While this was super successful, with a careful look, you notice that while we had claims like ‘we now understand deeply how the basic building blocks of matter behave’, this comes with a * disclaimer/footnote like ‘does not mean we can predict anything if there are more of the blocks and they interact in nontrivial ways’.
This points to some other direction in the space of stuff to apply physics way of thinking than ‘smaller’, ‘larger’, ‘high energy’, etc., and also different than ‘applied’.
Accordingly, good complex systems science is often basically the physics way of thinking applied to complex systems. Parts of statistical mechanics fit neatly into this, but because being developed first, have somewhat specific brand.

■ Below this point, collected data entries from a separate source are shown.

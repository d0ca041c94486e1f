//! DeviceCoordinator - sequences setup, tracking, kind loading and teardown

use std::future::Future;
use std::path::Path;
use std::sync::{Arc, Mutex, PoisonError, RwLock, RwLockReadGuard, RwLockWriteGuard};
use std::time::Duration;

use serde::Serialize;
use serde_json::Value;
use tokio::sync::{MutexGuard, broadcast};
use tracing::{debug, info, warn};

use super::config::CoordinatorConfig;
use super::error::CoordinatorError;
use super::handler::{KindDetection, KindEventHandler};
use super::registry::{GestureTable, TrackedKindRegistry};
use super::state::CoordinatorState;
use crate::device::{Broker, DataFields, DeviceError, EventBus, GestureTracker, Motion, ObjectSnapshot, Speech};

/// Outcome of a best-effort teardown
#[derive(Debug, Clone, Default, PartialEq, Eq, Serialize)]
pub struct UnloadReport {
    /// Device-side kinds removed successfully
    pub kinds_removed: usize,
    /// Gestures removed successfully
    pub gestures_removed: usize,
    /// One entry per failed teardown step
    pub failures: Vec<String>,
}

impl UnloadReport {
    pub fn is_clean(&self) -> bool {
        self.failures.is_empty()
    }

    fn record(&mut self, step: String, err: CoordinatorError) {
        warn!(%step, error = %err, "Teardown step failed, continuing");
        self.failures.push(format!("{}: {}", step, err));
    }
}

/// Run one remote call under a timeout
async fn call<T>(
    operation: &'static str,
    timeout: Duration,
    fut: impl Future<Output = Result<T, DeviceError>>,
) -> Result<T, CoordinatorError> {
    debug!(%operation, ?timeout, "call: called");
    match tokio::time::timeout(timeout, fut).await {
        Ok(Ok(value)) => Ok(value),
        Ok(Err(source)) => Err(CoordinatorError::RemoteCallFailed { operation, source }),
        Err(_) => {
            warn!(%operation, ?timeout, "Remote call timed out");
            Err(CoordinatorError::RemoteCallTimeout { operation, timeout })
        }
    }
}

/// Coordinates one module's use of the device capabilities
///
/// Mutating operations are serialized; event handling runs concurrently on
/// the bus's delivery task and only reads the kind registry.
pub struct DeviceCoordinator {
    config: CoordinatorConfig,
    broker: Broker,
    speech: Arc<dyn Speech>,
    motion: Arc<dyn Motion>,
    tracker: Arc<dyn GestureTracker>,
    bus: Arc<dyn EventBus>,
    kinds: Arc<RwLock<TrackedKindRegistry>>,
    gestures: Mutex<GestureTable>,
    state: Mutex<CoordinatorState>,
    handler: Arc<KindEventHandler>,
    sequencer: tokio::sync::Mutex<()>,
}

impl DeviceCoordinator {
    /// Acquire capabilities, prepare the device and register the handler module
    pub async fn initialize(broker: &Broker, config: CoordinatorConfig) -> Result<Self, CoordinatorError> {
        info!(name = %config.name, broker = %broker.name(), "Initializing coordinator");

        let speech = broker
            .speech()
            .map_err(|_| CoordinatorError::CapabilityUnavailable { capability: "speech" })?;
        let motion = broker
            .motion()
            .map_err(|_| CoordinatorError::CapabilityUnavailable { capability: "motion" })?;
        let tracker = broker
            .tracker()
            .map_err(|_| CoordinatorError::CapabilityUnavailable { capability: "tracker" })?;
        let bus = broker
            .bus()
            .map_err(|_| CoordinatorError::CapabilityUnavailable { capability: "event-bus" })?;

        let timeout = config.call_timeout();
        call(
            "set_stiffness",
            timeout,
            motion.set_stiffness(&config.stiffness_part, config.stiffness),
        )
        .await?;
        call(
            "start_tracker",
            timeout,
            tracker.start_tracker(config.tracker_fps, config.default_camera),
        )
        .await?;

        let kinds = Arc::new(RwLock::new(TrackedKindRegistry::new()));
        let (detections, _) = broadcast::channel(config.detection_buffer.max(1));
        let handler = Arc::new(KindEventHandler::new(&config.event_method, kinds.clone(), detections));

        let coordinator = Self {
            config,
            broker: broker.clone(),
            speech,
            motion,
            tracker,
            bus,
            kinds,
            gestures: Mutex::new(GestureTable::default()),
            state: Mutex::new(CoordinatorState::Initialized),
            handler,
            sequencer: tokio::sync::Mutex::new(()),
        };

        for gesture in coordinator.config.gestures.clone() {
            if let Err(e) = coordinator.register_gesture(&gesture.name, &gesture.keypoints).await {
                warn!(gesture = %gesture.name, error = %e, "Gesture setup failed, stopping tracker");
                if let Err(stop) = call("stop_tracker", timeout, coordinator.tracker.stop_tracker()).await {
                    warn!(error = %stop, "Failed to stop tracker after gesture setup failure");
                }
                return Err(e);
            }
        }

        broker.register_module(&coordinator.config.name, coordinator.handler.clone());
        info!(
            name = %coordinator.config.name,
            gestures = coordinator.config.gestures.len(),
            "Coordinator initialized"
        );
        Ok(coordinator)
    }

    /// Module name the handler is registered under
    pub fn name(&self) -> &str {
        &self.config.name
    }

    pub fn config(&self) -> &CoordinatorConfig {
        &self.config
    }

    pub fn state(&self) -> CoordinatorState {
        *self.state.lock().unwrap_or_else(PoisonError::into_inner)
    }

    /// Tracked kind names in device order
    pub fn kinds(&self) -> Vec<String> {
        self.read_kinds().names().to_vec()
    }

    /// Registered gestures sorted by name
    pub fn gestures(&self) -> Vec<(String, Vec<i32>)> {
        self.gestures.lock().unwrap_or_else(PoisonError::into_inner).entries()
    }

    /// Receive every detection decoded from now on
    pub fn subscribe_detections(&self) -> broadcast::Receiver<KindDetection> {
        self.handler.subscribe()
    }

    /// Upsert a gesture on the device
    pub async fn register_gesture(&self, name: &str, keypoints: &[i32]) -> Result<(), CoordinatorError> {
        debug!(%name, ?keypoints, "register_gesture: called");
        let _guard = self.begin().await?;
        call(
            "add_gesture",
            self.config.call_timeout(),
            self.tracker.add_gesture(name, keypoints),
        )
        .await?;
        let added = self
            .gestures
            .lock()
            .unwrap_or_else(PoisonError::into_inner)
            .upsert(name, keypoints);
        info!(%name, ?keypoints, replaced = !added, "Gesture registered");
        Ok(())
    }

    /// Start the tracker on a camera and follow the configured focus target
    pub async fn start_tracking(&self, camera_id: i32) -> Result<(), CoordinatorError> {
        debug!(%camera_id, "start_tracking: called");
        let _guard = self.begin().await?;
        let timeout = self.config.call_timeout();
        call(
            "start_tracker",
            timeout,
            self.tracker.start_tracker(self.config.tracker_fps, camera_id),
        )
        .await?;
        let focused = call("focus_object", timeout, self.tracker.focus_object(self.config.focus_target)).await?;
        if !focused {
            return Err(CoordinatorError::refused(
                "focus_object",
                format!("target {} cannot be followed", self.config.focus_target),
            ));
        }
        self.transition(CoordinatorState::Tracking);
        Ok(())
    }

    /// Stop the tracker and head focus
    pub async fn stop_tracking(&self) -> Result<(), CoordinatorError> {
        debug!("stop_tracking: called");
        let _guard = self.begin().await?;
        let timeout = self.config.call_timeout();
        call("stop_tracker", timeout, self.tracker.stop_tracker()).await?;
        call("stop_focus", timeout, self.tracker.stop_focus()).await?;
        self.transition(CoordinatorState::Idle);
        Ok(())
    }

    /// Load a dataset as a new kind and subscribe to its detections
    ///
    /// Returns the kind's registry index.
    pub async fn load_dataset(&self, path: &Path, kind: &str) -> Result<usize, CoordinatorError> {
        debug!(path = %path.display(), %kind, "load_dataset: called");
        let _guard = self.begin().await?;
        if self.read_kinds().contains(kind) {
            return Err(CoordinatorError::KindAlreadyTracked(kind.to_string()));
        }
        let timeout = self.config.call_timeout();

        let images = call("load_dataset", timeout, self.tracker.load_dataset(path))
            .await
            .map_err(|e| match e {
                CoordinatorError::RemoteCallFailed {
                    source: DeviceError::Dataset { path, reason },
                    ..
                } => CoordinatorError::DatasetLoadError { path, reason },
                other => other,
            })?;

        let slot = self.read_kinds().next_slot();
        match call("track_object", timeout, self.tracker.track_object(kind, slot)).await {
            Ok(true) => {}
            Ok(false) => {
                self.discard_kind(slot).await;
                return Err(CoordinatorError::refused(
                    "track_object",
                    format!("device refused to track '{}' at slot {}", kind, slot),
                ));
            }
            Err(e) => {
                self.discard_kind(slot).await;
                return Err(e);
            }
        }

        let index = self.write_kinds().push(kind);
        if let Err(e) = call(
            "subscribe",
            timeout,
            self.bus.subscribe(kind, &self.config.name, &self.config.event_method),
        )
        .await
        {
            self.write_kinds().pop_if(kind);
            self.discard_kind(slot).await;
            return Err(e);
        }

        info!(%kind, %index, %slot, %images, "Kind loaded");
        Ok(index)
    }

    /// Handle one micro-event as the bus would deliver it
    pub fn on_event(&self, key: &str, value: &[Value], message: &Value) -> Option<KindDetection> {
        self.handler.handle(key, value, message)
    }

    pub async fn announce(&self, text: &str) -> Result<(), CoordinatorError> {
        debug!(%text, "announce: called");
        self.ensure_active()?;
        call("say", self.config.call_timeout(), self.speech.say(text)).await
    }

    /// Snapshot of currently tracked objects
    pub async fn objects(&self, fields: DataFields) -> Result<Vec<ObjectSnapshot>, CoordinatorError> {
        debug!(code = fields.code(), "objects: called");
        self.ensure_active()?;
        call("object_list", self.config.call_timeout(), self.tracker.object_list(fields)).await
    }

    /// Per-kind snapshot of the named kinds
    ///
    /// Entries line up with `kinds`. A kind that is not tracked, or whose
    /// object is out of view, yields `None`.
    pub async fn object_data(
        &self,
        kinds: &[&str],
        fields: DataFields,
    ) -> Result<Vec<Option<ObjectSnapshot>>, CoordinatorError> {
        debug!(?kinds, code = fields.code(), "object_data: called");
        self.ensure_active()?;
        let slots: Vec<Option<i32>> = {
            let registry = self.read_kinds();
            kinds
                .iter()
                .map(|kind| registry.position(kind).map(TrackedKindRegistry::slot_for))
                .collect()
        };
        let query: Vec<i32> = slots.iter().flatten().copied().collect();
        if query.is_empty() {
            return Ok(vec![None; kinds.len()]);
        }

        let timeout = self.config.call_timeout();
        let mut found = call("object_data", timeout, self.tracker.object_data(&query, fields))
            .await?
            .into_iter();
        Ok(slots
            .into_iter()
            .map(|slot| slot.and_then(|_| found.next().flatten()))
            .collect())
    }

    /// Tear down everything this coordinator installed
    ///
    /// Individual failures are logged and reported; teardown always runs to
    /// completion and leaves the coordinator unloaded.
    pub async fn unload(&self) -> Result<UnloadReport, CoordinatorError> {
        debug!("unload: called");
        let _guard = self.begin().await?;
        info!(name = %self.config.name, "Unloading coordinator");
        let timeout = self.config.call_timeout();
        let mut report = UnloadReport::default();

        if let Err(e) = call("stop_tracker", timeout, self.tracker.stop_tracker()).await {
            report.record("stop_tracker".to_string(), e);
        }
        if let Err(e) = call("stop_focus", timeout, self.tracker.stop_focus()).await {
            report.record("stop_focus".to_string(), e);
        }

        // Highest index first so earlier slots stay valid if the device re-indexes
        let names = self.kinds();
        for (index, name) in names.iter().enumerate().rev() {
            let slot = TrackedKindRegistry::slot_for(index);
            match call("remove_object_kind", timeout, self.tracker.remove_object_kind(slot)).await {
                Ok(()) => report.kinds_removed += 1,
                Err(e) => report.record(format!("remove_object_kind({})", slot), e),
            }
            if let Err(e) = call("unsubscribe", timeout, self.bus.unsubscribe(name)).await {
                report.record(format!("unsubscribe({})", name), e);
            }
        }
        self.write_kinds().clear();

        let gestures = self.gestures.lock().unwrap_or_else(PoisonError::into_inner).names();
        for name in gestures {
            match call("remove_gesture", timeout, self.tracker.remove_gesture(&name)).await {
                Ok(()) => report.gestures_removed += 1,
                Err(e) => report.record(format!("remove_gesture({})", name), e),
            }
        }
        self.gestures.lock().unwrap_or_else(PoisonError::into_inner).clear();

        self.broker.unregister_module(&self.config.name);
        self.transition(CoordinatorState::Unloaded);
        info!(
            kinds = report.kinds_removed,
            gestures = report.gestures_removed,
            failures = report.failures.len(),
            "Coordinator unloaded"
        );
        Ok(report)
    }

    /// Acquire the sequencer, refusing once unloaded
    async fn begin(&self) -> Result<MutexGuard<'_, ()>, CoordinatorError> {
        let guard = self.sequencer.lock().await;
        self.ensure_active()?;
        Ok(guard)
    }

    fn ensure_active(&self) -> Result<(), CoordinatorError> {
        if self.state().is_unloaded() {
            debug!("ensure_active: coordinator unloaded");
            return Err(CoordinatorError::CoordinatorUnloaded);
        }
        Ok(())
    }

    fn transition(&self, next: CoordinatorState) {
        let mut state = self.state.lock().unwrap_or_else(PoisonError::into_inner);
        let from = *state;
        if from != next {
            info!(%from, to = %next, "Coordinator state changed");
            *state = next;
        }
    }

    /// Best-effort removal of a kind the registry never recorded
    async fn discard_kind(&self, slot: i32) {
        debug!(%slot, "discard_kind: called");
        let timeout = self.config.call_timeout();
        if let Err(e) = call("remove_object_kind", timeout, self.tracker.remove_object_kind(slot)).await {
            warn!(%slot, error = %e, "Failed to roll back device kind");
        }
    }

    fn read_kinds(&self) -> RwLockReadGuard<'_, TrackedKindRegistry> {
        self.kinds.read().unwrap_or_else(PoisonError::into_inner)
    }

    fn write_kinds(&self) -> RwLockWriteGuard<'_, TrackedKindRegistry> {
        self.kinds.write().unwrap_or_else(PoisonError::into_inner)
    }
}
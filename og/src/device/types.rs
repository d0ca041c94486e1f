//! Values exchanged with device capabilities

use std::fmt;

use chrono::{DateTime, Utc};
use serde::{Deserialize, Serialize};
use serde_json::Value;

/// Highest valid gesture direction code (directions are `code * PI/4`)
pub const MAX_DIRECTION: i32 = 7;

/// What the head follows while focus is on
#[derive(Debug, Clone, Copy, Default, PartialEq, Eq, Serialize, Deserialize)]
#[serde(rename_all = "kebab-case")]
pub enum FocusTarget {
    /// Whichever object the tracker sees first
    #[default]
    Any,
    /// The object kind at a tracker slot
    Slot(i32),
}

impl fmt::Display for FocusTarget {
    fn fmt(&self, f: &mut fmt::Formatter<'_>) -> fmt::Result {
        match self {
            FocusTarget::Any => write!(f, "any"),
            FocusTarget::Slot(slot) => write!(f, "slot {}", slot),
        }
    }
}

/// Notification raised on the device event bus
#[derive(Debug, Clone, PartialEq, Serialize, Deserialize)]
pub struct MicroEvent {
    /// Event key, matches the tracked kind name
    pub key: String,

    /// Variable-length value tuple
    pub value: Vec<Value>,

    /// Opaque context supplied by the raiser
    pub message: Value,
}

impl MicroEvent {
    pub fn new(key: impl Into<String>, value: Vec<Value>, message: Value) -> Self {
        Self {
            key: key.into(),
            value,
            message,
        }
    }
}

/// Object data selection for tracker queries
///
/// Bits of the device data code: 1 object id, 2 object kind,
/// 4 centroid, 8 area. Fields are always reported in that order.
#[derive(Debug, Clone, Copy, Default, PartialEq, Eq, Serialize, Deserialize)]
pub struct DataFields {
    pub id: bool,
    pub kind: bool,
    pub centroid: bool,
    pub area: bool,
}

impl DataFields {
    pub const ALL: DataFields = DataFields {
        id: true,
        kind: true,
        centroid: true,
        area: true,
    };

    /// Decode a device data code
    pub fn from_code(code: u8) -> Self {
        Self {
            id: code & 1 != 0,
            kind: code & 2 != 0,
            centroid: code & 4 != 0,
            area: code & 8 != 0,
        }
    }

    /// Encode as a device data code
    pub fn code(&self) -> u8 {
        (self.id as u8) | (self.kind as u8) << 1 | (self.centroid as u8) << 2 | (self.area as u8) << 3
    }
}

/// One tracked object as reported by the tracker
#[derive(Debug, Clone, PartialEq, Serialize, Deserialize)]
pub struct ObjectSnapshot {
    /// Capture time of the frame the data came from
    pub timestamp: DateTime<Utc>,
    #[serde(skip_serializing_if = "Option::is_none")]
    pub id: Option<i32>,
    #[serde(skip_serializing_if = "Option::is_none")]
    pub kind: Option<usize>,
    #[serde(skip_serializing_if = "Option::is_none")]
    pub centroid: Option<(f32, f32)>,
    #[serde(skip_serializing_if = "Option::is_none")]
    pub area: Option<f32>,
}

/// Check a gesture keypoint sequence
///
/// Returns a description of the first problem found.
pub fn validate_keypoints(keypoints: &[i32]) -> Result<(), String> {
    if keypoints.is_empty() {
        return Err("gesture has no keypoints".to_string());
    }
    if let Some(bad) = keypoints.iter().find(|k| !(0..=MAX_DIRECTION).contains(*k)) {
        return Err(format!("keypoint {} outside 0..={}", bad, MAX_DIRECTION));
    }
    Ok(())
}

Why it isn’t done just under the brand of ‘physics’ seems based on, in my view, often problematic way of classifying fields by subject of study, and not by methods. I know some personal experiences of people who tried to do, e.g., physics of some phenomena in economic systems, having a hard time to survive in traditionally physics academic environments (“does it really belong here if instead of electrons you are now applying it to some …markets?”)
(This is not really strict; for example, decent complex systems research is often published in venues like Physica A, which is nominally about Statistical Mechanics and its Applications)
2. ‘Physics’ in this direction often stumbled upon pieces of math that are broadly applicable in many different contexts. (This is actually pretty similar to the rest of physics, where, for example, once you have the math of derivatives, or math of groups, you see them everywhere.) The historically most useful pieces are e.g., math of networks, statistical mechanics, renormalization, parts of entropy/information theory, phase transitions,...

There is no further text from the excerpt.